According to recent report by Autocar UK, Honda is planning to take on the latest-gen Mazda MX-5 and the recently introduced Fiat 124 Spider with its S2000 successor.
Like the original model, this forthcoming model will feature front-engine, rear-wheel drive configuration; however, there could be more than one engine options. The base-spec versions could get an up rated version of Honda’s new 1.5-litre turbocharged petrol engine while the hottest S2000 could come with a detuned form of the new Civic Type R’s 2-litre turbocharged engine that currently makes slightly over 300bhp.

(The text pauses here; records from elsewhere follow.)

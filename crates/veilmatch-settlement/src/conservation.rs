//! Conservation checker for a match result against its input orders.
//!
//! Invariant, per input order `o`:
//! ```text
//! amount(o) == Σ fills(o) + leftover(o)
//! ```
//! where `leftover(o)` is `o` itself when untouched, or the single remainder
//! derived from `o` for this task. Per side, the filled totals must agree,
//! and every fill price must lie between the sell limit and the buy limit.
//!
//! A result that breaks any of these creates or destroys size and must
//! never be proven or settled.

use std::collections::{BTreeMap, HashMap};

use rust_decimal::Decimal;
use veilmatch_types::{CommitmentId, MatchResult, OrderSide, Result, RevealedOrder, VeilmatchError};

fn violation(reason: String) -> VeilmatchError {
    VeilmatchError::ConservationViolation { reason }
}

fn add(total: Decimal, amount: Decimal) -> Result<Decimal> {
    total
        .checked_add(amount)
        .ok_or_else(|| violation(format!("fill total overflows at {total} + {amount}")))
}

/// Input orders of one task, indexed for checking its result.
pub struct ConservationCheck<'a> {
    orders: BTreeMap<CommitmentId, &'a RevealedOrder>,
}

impl<'a> ConservationCheck<'a> {
    #[must_use]
    pub fn new(orders: &'a [RevealedOrder]) -> Self {
        Self {
            orders: orders.iter().map(|o| (o.id, o)).collect(),
        }
    }

    /// Verify `result` against the input orders.
    pub fn verify(&self, result: &MatchResult) -> Result<()> {
        let mut filled: HashMap<CommitmentId, Decimal> = HashMap::new();
        let mut buy_total = Decimal::ZERO;
        let mut sell_total = Decimal::ZERO;

        for pair in &result.matched_pairs {
            let buy = self.side_order(&pair.buy_order, OrderSide::Buy)?;
            let sell = self.side_order(&pair.sell_order, OrderSide::Sell)?;
            if pair.amount <= Decimal::ZERO {
                return Err(violation(format!("non-positive fill {} for {}", pair.amount, buy.id)));
            }
            if pair.clearing_price < sell.limit_price || pair.clearing_price > buy.limit_price {
                return Err(violation(format!(
                    "price {} outside [{}, {}]",
                    pair.clearing_price, sell.limit_price, buy.limit_price
                )));
            }
            for id in [buy.id, sell.id] {
                let fill = filled.entry(id).or_default();
                *fill = add(*fill, pair.amount)?;
            }
            buy_total = add(buy_total, pair.amount)?;
            sell_total = add(sell_total, pair.amount)?;
        }
        if buy_total != sell_total {
            return Err(violation(format!("buy fills {buy_total} != sell fills {sell_total}")));
        }

        // leftover per input order: untouched original or derived remainder
        let remainder_parent: HashMap<CommitmentId, CommitmentId> = self
            .orders
            .keys()
            .map(|id| (CommitmentId::remainder(id, &result.task_id), *id))
            .collect();
        let mut leftover: HashMap<CommitmentId, Decimal> = HashMap::new();
        for order in &result.unmatched_orders {
            let parent_id = if self.orders.contains_key(&order.id) {
                order.id
            } else if let Some(parent) = remainder_parent.get(&order.id) {
                *parent
            } else {
                return Err(violation(format!("unmatched order {} has no input", order.id)));
            };
            let parent = self.orders[&parent_id];
            if order.side != parent.side || order.limit_price != parent.limit_price {
                return Err(violation(format!("leftover {} altered side or price", order.id)));
            }
            if leftover.insert(parent_id, order.amount).is_some() {
                return Err(violation(format!("order {parent_id} left over twice")));
            }
        }

        for (id, order) in &self.orders {
            let fill = filled.get(id).copied().unwrap_or_default();
            let left = leftover.get(id).copied().unwrap_or_default();
            if add(fill, left)? != order.amount {
                return Err(violation(format!(
                    "order {id}: filled {fill} + leftover {left} != amount {}",
                    order.amount
                )));
            }
        }
        Ok(())
    }

    fn side_order(&self, id: &CommitmentId, side: OrderSide) -> Result<&'a RevealedOrder> {
        let order = self
            .orders
            .get(id)
            .copied()
            .ok_or_else(|| violation(format!("pair references unknown order {id}")))?;
        if order.side != side {
            return Err(violation(format!("order {id} is {} but sits on the {side} leg", order.side)));
        }
        Ok(order)
    }
}

#[cfg(test)]
mod tests {
    use veilmatch_types::*;

    use super::*;

    fn d(n: i64) -> Decimal {
        Decimal::new(n, 0)
    }

    fn honest() -> (Vec<RevealedOrder>, MatchResult) {
        let buy = RevealedOrder::dummy(OrderSide::Buy, d(15), d(100));
        let sell = RevealedOrder::dummy(OrderSide::Sell, d(10), d(100));
        let task_id = TaskId([4; 32]);
        let result = MatchResult {
            task_id,
            matched_pairs: vec![MatchedPair {
                buy_order: buy.id,
                sell_order: sell.id,
                amount: d(10),
                clearing_price: d(100),
            }],
            unmatched_orders: vec![buy.remainder(&task_id, d(5))],
            result_hash: [0; 32],
        };
        (vec![buy, sell], result)
    }

    #[test]
    fn honest_partial_fill_passes() {
        let (orders, result) = honest();
        ConservationCheck::new(&orders).verify(&result).unwrap();
    }

    #[test]
    fn missing_remainder_fails() {
        let (orders, mut result) = honest();
        result.unmatched_orders.clear();
        let err = ConservationCheck::new(&orders).verify(&result).unwrap_err();
        assert!(matches!(err, VeilmatchError::ConservationViolation { .. }));
    }

    #[test]
    fn inflated_remainder_fails() {
        let (orders, mut result) = honest();
        result.unmatched_orders[0].amount = d(6);
        assert!(ConservationCheck::new(&orders).verify(&result).is_err());
    }

    #[test]
    fn price_outside_limits_fails() {
        let (orders, mut result) = honest();
        result.matched_pairs[0].clearing_price = d(101);
        assert!(ConservationCheck::new(&orders).verify(&result).is_err());
    }

    #[test]
    fn swapped_legs_fail() {
        let (orders, mut result) = honest();
        let p = &mut result.matched_pairs[0];
        std::mem::swap(&mut p.buy_order, &mut p.sell_order);
        assert!(ConservationCheck::new(&orders).verify(&result).is_err());
    }

    #[test]
    fn overflowing_fill_totals_fail_instead_of_panicking() {
        let (orders, mut result) = honest();
        let pair = result.matched_pairs[0].clone();
        result.matched_pairs[0].amount = Decimal::MAX;
        result.matched_pairs.push(pair);
        let err = ConservationCheck::new(&orders).verify(&result).unwrap_err();
        assert!(err.to_string().contains("overflows"), "{err}");
    }

    #[test]
    fn unknown_leftover_fails() {
        let (orders, mut result) = honest();
        result
            .unmatched_orders
            .push(RevealedOrder::dummy(OrderSide::Sell, d(1), d(1)));
        assert!(ConservationCheck::new(&orders).verify(&result).is_err());
    }

    #[test]
    fn untouched_orders_carry_in_full() {
        let buy = RevealedOrder::dummy(OrderSide::Buy, d(10), d(90));
        let sell = RevealedOrder::dummy(OrderSide::Sell, d(10), d(95));
        let result = MatchResult {
            task_id: TaskId([1; 32]),
            matched_pairs: vec![],
            unmatched_orders: vec![buy.clone(), sell.clone()],
            result_hash: [0; 32],
        };
        ConservationCheck::new(&[buy, sell]).verify(&result).unwrap();
    }
}
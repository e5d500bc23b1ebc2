//! Matching results.

use rust_decimal::Decimal;
use serde::{Deserialize, Serialize};

use crate::{CommitmentId, RevealedOrder, TaskId};

/// One crossing of a buy against a sell.
#[derive(Debug, Clone, PartialEq, Eq, Serialize, Deserialize)]
pub struct MatchedPair {
    pub buy_order: CommitmentId,
    pub sell_order: CommitmentId,
    pub amount: Decimal,
    pub clearing_price: Decimal,
}

impl MatchedPair {
    /// Quote-currency value of the pair, `None` if it overflows.
    #[must_use]
    pub fn notional(&self) -> Option<Decimal> {
        self.amount.checked_mul(self.clearing_price)
    }
}

/// Output of matching one task's order set.
///
/// `unmatched_orders` holds every order left over in canonical order:
/// untouched originals and freshly derived remainders alike.
#[derive(Debug, Clone, PartialEq, Eq, Serialize, Deserialize)]
pub struct MatchResult {
    pub task_id: TaskId,
    pub matched_pairs: Vec<MatchedPair>,
    pub unmatched_orders: Vec<RevealedOrder>,
    pub result_hash: [u8; 32],
}

impl MatchResult {
    #[must_use]
    pub fn pair_count(&self) -> usize {
        self.matched_pairs.len()
    }

    /// Base amount crossed across all pairs, `None` if it overflows.
    #[must_use]
    pub fn total_matched(&self) -> Option<Decimal> {
        self.matched_pairs
            .iter()
            .try_fold(Decimal::ZERO, |total, p| total.checked_add(p.amount))
    }

    /// Quote value crossed across all pairs, `None` if it overflows.
    #[must_use]
    pub fn total_notional(&self) -> Option<Decimal> {
        self.matched_pairs
            .iter()
            .try_fold(Decimal::ZERO, |total, p| total.checked_add(p.notional()?))
    }

    #[must_use]
    pub fn result_hash_hex(&self) -> String {
        hex::encode(self.result_hash)
    }

    /// Remainders produced by partial fills in this result.
    pub fn remainders(&self) -> impl Iterator<Item = &RevealedOrder> {
        self.unmatched_orders.iter().filter(|o| o.is_remainder())
    }

    /// True if `id` appears on either side of any pair.
    #[must_use]
    pub fn touches(&self, id: &CommitmentId) -> bool {
        self.matched_pairs
            .iter()
            .any(|p| p.buy_order == *id || p.sell_order == *id)
    }
}
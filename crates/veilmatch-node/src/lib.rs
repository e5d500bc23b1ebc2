//! # veilmatch-node
//!
//! **Operator runtime**: wires intake, matching, quorum, proving and
//! settlement into one epoch pipeline.
//!
//! ## Architecture
//!
//! 1. **OperatorNode**: per-epoch pipeline, one tokio `JoinSet` lane per sealed task
//! 2. **StateStore**: durable snapshot of pending sets, in-flight tasks, own votes,
//!    commitment statuses and cursors (`MemoryStore`, `JsonFileStore`)
//! 3. **VoteTransport**: carries signed votes to the task committee
//! 4. **memory**: in-process ledger, registry and transport for tests and simulation
//!
//! ## Epoch Flow
//!
//! ```text
//! CommitmentFeed → OrderIntake → TaskSealer → MatchingTask
//!     → match_task → VoteSigner → VoteTransport ⇄ VoteRouter → TaskCoordinator
//!     → ProofWorker → SettlementSubmitter → Ledger
//! ```

pub mod memory;
pub mod operator;
pub mod store;
pub mod transport;

pub use memory::{MemoryLedger, RecordingTransport, Report, StaticRegistry};
pub use operator::{EpochReport, NodeDeps, OperatorNode, TaskOutcome};
pub use store::{InFlightTask, JsonFileStore, MemoryStore, NodeSnapshot, StateStore};
pub use transport::VoteTransport;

The S2000 is deemed by many as a future classic and until this new model shows up, here are a few interesting facts about the original model.
The S2000 traces its roots back to 1995 when it was first showcased as the Sports Study Model Concept. Four years later, Honda put it into production as the S2000. The sports car gets its name after its own 2-litre VTEC power-plant.
The original model had a 2-litre engine with a ludicrously high 8,800rpm redline and a 9,000rpm fuel cut-out. In 2003, however, Honda introduced the second-gen AP2 model with a bigger 2.2-litre unit for the US markets. Although the latter had a bit more torque, the redline was brought down to 8,000rpm.
Developing 240bhp from its 2-litre engine, the original S2000 made 120bhp per litre, the highest specific output of any normally aspirated production motor.
Honda made quite a few special editions of the S2000 up until 2009 when the popular sports car was taken off the markets globally.